--- Data for analysis Enclosed Below ---

use contracts::system::auth::{LoginRequest, UserInfo};
use leptos::prelude::*;

use super::{api, storage};
use crate::shared::api::ApiError;

#[derive(Clone, Debug, Default)]
pub struct AuthState {
    pub access_token: Option<String>,
    pub user_info: Option<UserInfo>,
}

impl AuthState {
    /// Сессия из localStorage: токен и сохранённый профиль
    fn restore() -> Self {
        match (storage::get_access_token(), storage::get_user_info()) {
            (Some(token), Some(user)) => Self {
                access_token: Some(token),
                user_info: Some(user),
            },
            (Some(_), None) => {
                // профиль потерян, токен без него бесполезен
                storage::clear_tokens();
                Self::default()
            }
            _ => Self::default(),
        }
    }

    pub fn is_authenticated(&self) -> bool {
        self.access_token.is_some()
    }

    pub fn can_access_admin(&self) -> bool {
        self.user_info
            .as_ref()
            .map(|u| u.can_access_admin())
            .unwrap_or(false)
    }

    pub fn display_name(&self) -> String {
        self.user_info
            .as_ref()
            .map(|u| {
                u.full_name
                    .clone()
                    .filter(|n| !n.trim().is_empty())
                    .unwrap_or_else(|| u.username.clone())
            })
            .unwrap_or_default()
    }
}

/// Auth context provider component
#[component]
pub fn AuthProvider(children: ChildrenFn) -> impl IntoView {
    let (auth_state, set_auth_state) = signal(AuthState::restore());

    if let Some(user) = auth_state.get_untracked().user_info {
        log::info!("session restored for {}", user.username);
    }

    provide_context(auth_state);
    provide_context(set_auth_state);

    children()
}

/// Hook to access auth state
pub fn use_auth() -> (ReadSignal<AuthState>, WriteSignal<AuthState>) {
    let auth_state =
        use_context::<ReadSignal<AuthState>>().expect("AuthProvider not found in component tree");
    let set_auth_state =
        use_context::<WriteSignal<AuthState>>().expect("AuthProvider not found in component tree");

    (auth_state, set_auth_state)
}

/// Вход: сохраняет токен и профиль, возвращает профиль вошедшего
pub async fn do_login(
    set_auth_state: WriteSignal<AuthState>,
    request: LoginRequest,
) -> Result<UserInfo, ApiError> {
    let response = api::login(&request).await?;

    storage::save_access_token(&response.access_token);
    storage::save_user_info(&response.user);
    log::info!("logged in as {}", response.user.username);

    set_auth_state.set(AuthState {
        access_token: Some(response.access_token),
        user_info: Some(response.user.clone()),
    });

    Ok(response.user)
}

/// Helper: Perform logout
pub fn do_logout(set_auth_state: WriteSignal<AuthState>) {
    storage::clear_tokens();
    set_auth_state.set(AuthState::default());
}
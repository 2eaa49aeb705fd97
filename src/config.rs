use once_cell::sync::Lazy;
use std::env;

/// Published spreadsheet backing the inventory. Absence is a configuration
/// failure: the ingestor serves an empty catalog and logs, it never crashes.
pub static SHEET_ID: Lazy<Option<String>> = Lazy::new(|| {
    env::var("INVENTORY_SHEET_ID")
        .ok()
        .map(|value| value.trim().to_string())
        .filter(|value| !value.is_empty())
});

pub static GVIZ_ROOT: Lazy<String> = Lazy::new(|| {
    env::var("GVIZ_ROOT").unwrap_or_else(|_| "https://docs.google.com/spreadsheets/d".to_string())
});

pub static VPIC_ROOT: Lazy<String> = Lazy::new(|| {
    env::var("VPIC_ROOT").unwrap_or_else(|_| "https://vpic.nhtsa.dot.gov/api".to_string())
});

pub static MAIL_API_ROOT: Lazy<String> =
    Lazy::new(|| env::var("MAIL_API_ROOT").unwrap_or_else(|_| "https://api.resend.com".to_string()));

/// `sheet` (default) or `static` for the hand-maintained catalog.
pub static INVENTORY_SOURCE: Lazy<String> = Lazy::new(|| {
    env::var("INVENTORY_SOURCE")
        .map(|value| value.trim().to_lowercase())
        .unwrap_or_else(|_| "sheet".to_string())
});

pub static CACHE_TTL_SECS: Lazy<u64> = Lazy::new(|| {
    env::var("INVENTORY_CACHE_TTL_SECS")
        .ok()
        .and_then(|value| value.parse::<u64>().ok())
        .filter(|value| *value > 0)
        .unwrap_or(60)
});
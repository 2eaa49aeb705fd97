use crate::inventory::Vehicle;

/// Hand-maintained fallback catalog. Authored directly in canonical form, so
/// it skips normalization entirely; edit the entries here when the lot
/// changes and `INVENTORY_SOURCE=static` is in use.
pub fn fallback_catalog() -> Vec<Vehicle> {
    vec![
        Vehicle {
            id: "2013-toyota-prius-c".to_string(),
            title: "2013 Toyota Prius C".to_string(),
            year: Some(2013),
            make: "Toyota".to_string(),
            model: "Prius C".to_string(),
            trim: "Two".to_string(),
            mileage: Some(128_400),
            price: Some(8_995.0),
            transmission: "Automatic".to_string(),
            fuel: "Hybrid".to_string(),
            exterior: "Blue".to_string(),
            interior: "Gray cloth".to_string(),
            vin: "JTDKDTB31D1541772".to_string(),
            status: "available".to_string(),
            description: "One-owner commuter hybrid, recent tires and brakes.".to_string(),
            photos: vec![
                "https://lh3.googleusercontent.com/d/1PriusFront=w1600".to_string(),
                "https://lh3.googleusercontent.com/d/1PriusSide=w1600".to_string(),
            ],
        },
        Vehicle {
            id: "2016-honda-civic-lx".to_string(),
            title: "2016 Honda Civic LX".to_string(),
            year: Some(2016),
            make: "Honda".to_string(),
            model: "Civic".to_string(),
            trim: "LX".to_string(),
            mileage: Some(94_210),
            price: Some(12_450.0),
            transmission: "CVT".to_string(),
            fuel: "Gasoline".to_string(),
            exterior: "White".to_string(),
            interior: "Black cloth".to_string(),
            vin: "19XFC2F52GE223344".to_string(),
            status: "available".to_string(),
            description: "Clean title, backup camera, cold A/C.".to_string(),
            photos: vec![
                "https://lh3.googleusercontent.com/d/1CivicFront=w1600".to_string(),
            ],
        },
        Vehicle {
            id: "2012-ford-f150-xlt".to_string(),
            title: "2012 Ford F-150 XLT".to_string(),
            year: Some(2012),
            make: "Ford".to_string(),
            model: "F-150".to_string(),
            trim: "XLT".to_string(),
            mileage: Some(161_800),
            price: Some(10_900.0),
            transmission: "Automatic".to_string(),
            fuel: "Gasoline".to_string(),
            exterior: "Silver".to_string(),
            interior: "Gray cloth".to_string(),
            vin: "1FTFW1ET9CFA88215".to_string(),
            status: "pending".to_string(),
            description: "Work-ready crew cab, tow package, bed liner.".to_string(),
            photos: vec![
                "https://lh3.googleusercontent.com/d/1F150Front=w1600".to_string(),
                "https://lh3.googleusercontent.com/d/1F150Bed=w1600".to_string(),
            ],
        },
        Vehicle {
            id: "2018-nissan-sentra-sv".to_string(),
            title: "2018 Nissan Sentra SV".to_string(),
            year: Some(2018),
            make: "Nissan".to_string(),
            model: "Sentra".to_string(),
            trim: "SV".to_string(),
            mileage: Some(77_350),
            price: None,
            transmission: "CVT".to_string(),
            fuel: "Gasoline".to_string(),
            exterior: "Red".to_string(),
            interior: "Charcoal cloth".to_string(),
            vin: "3N1AB7AP4JY301958".to_string(),
            status: "coming soon".to_string(),
            description: "In reconditioning; call for pricing.".to_string(),
            photos: Vec::new(),
        },
    ]
}

#[cfg(test)]
mod tests {
    use super::*;
    use std::collections::HashSet;

    #[test]
    fn catalog_is_already_canonical() {
        let vehicles = fallback_catalog();
        assert!(!vehicles.is_empty());
        let ids: HashSet<&str> = vehicles.iter().map(|v| v.id.as_str()).collect();
        assert_eq!(ids.len(), vehicles.len());
        for vehicle in &vehicles {
            assert!(!vehicle.id.is_empty());
            assert!(!vehicle.title.is_empty());
            for photo in &vehicle.photos {
                assert!(photo.starts_with("http"));
            }
        }
    }
}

--- End of Enclosed Data for analysis ---

Activity →
The answer must be every line from the records above that contains the word "exterior", copied in full.

Response to this exercise →
            exterior: "Blue".to_string(),
            exterior: "White".to_string(),
            exterior: "Silver".to_string(),
            exterior: "Red".to_string(),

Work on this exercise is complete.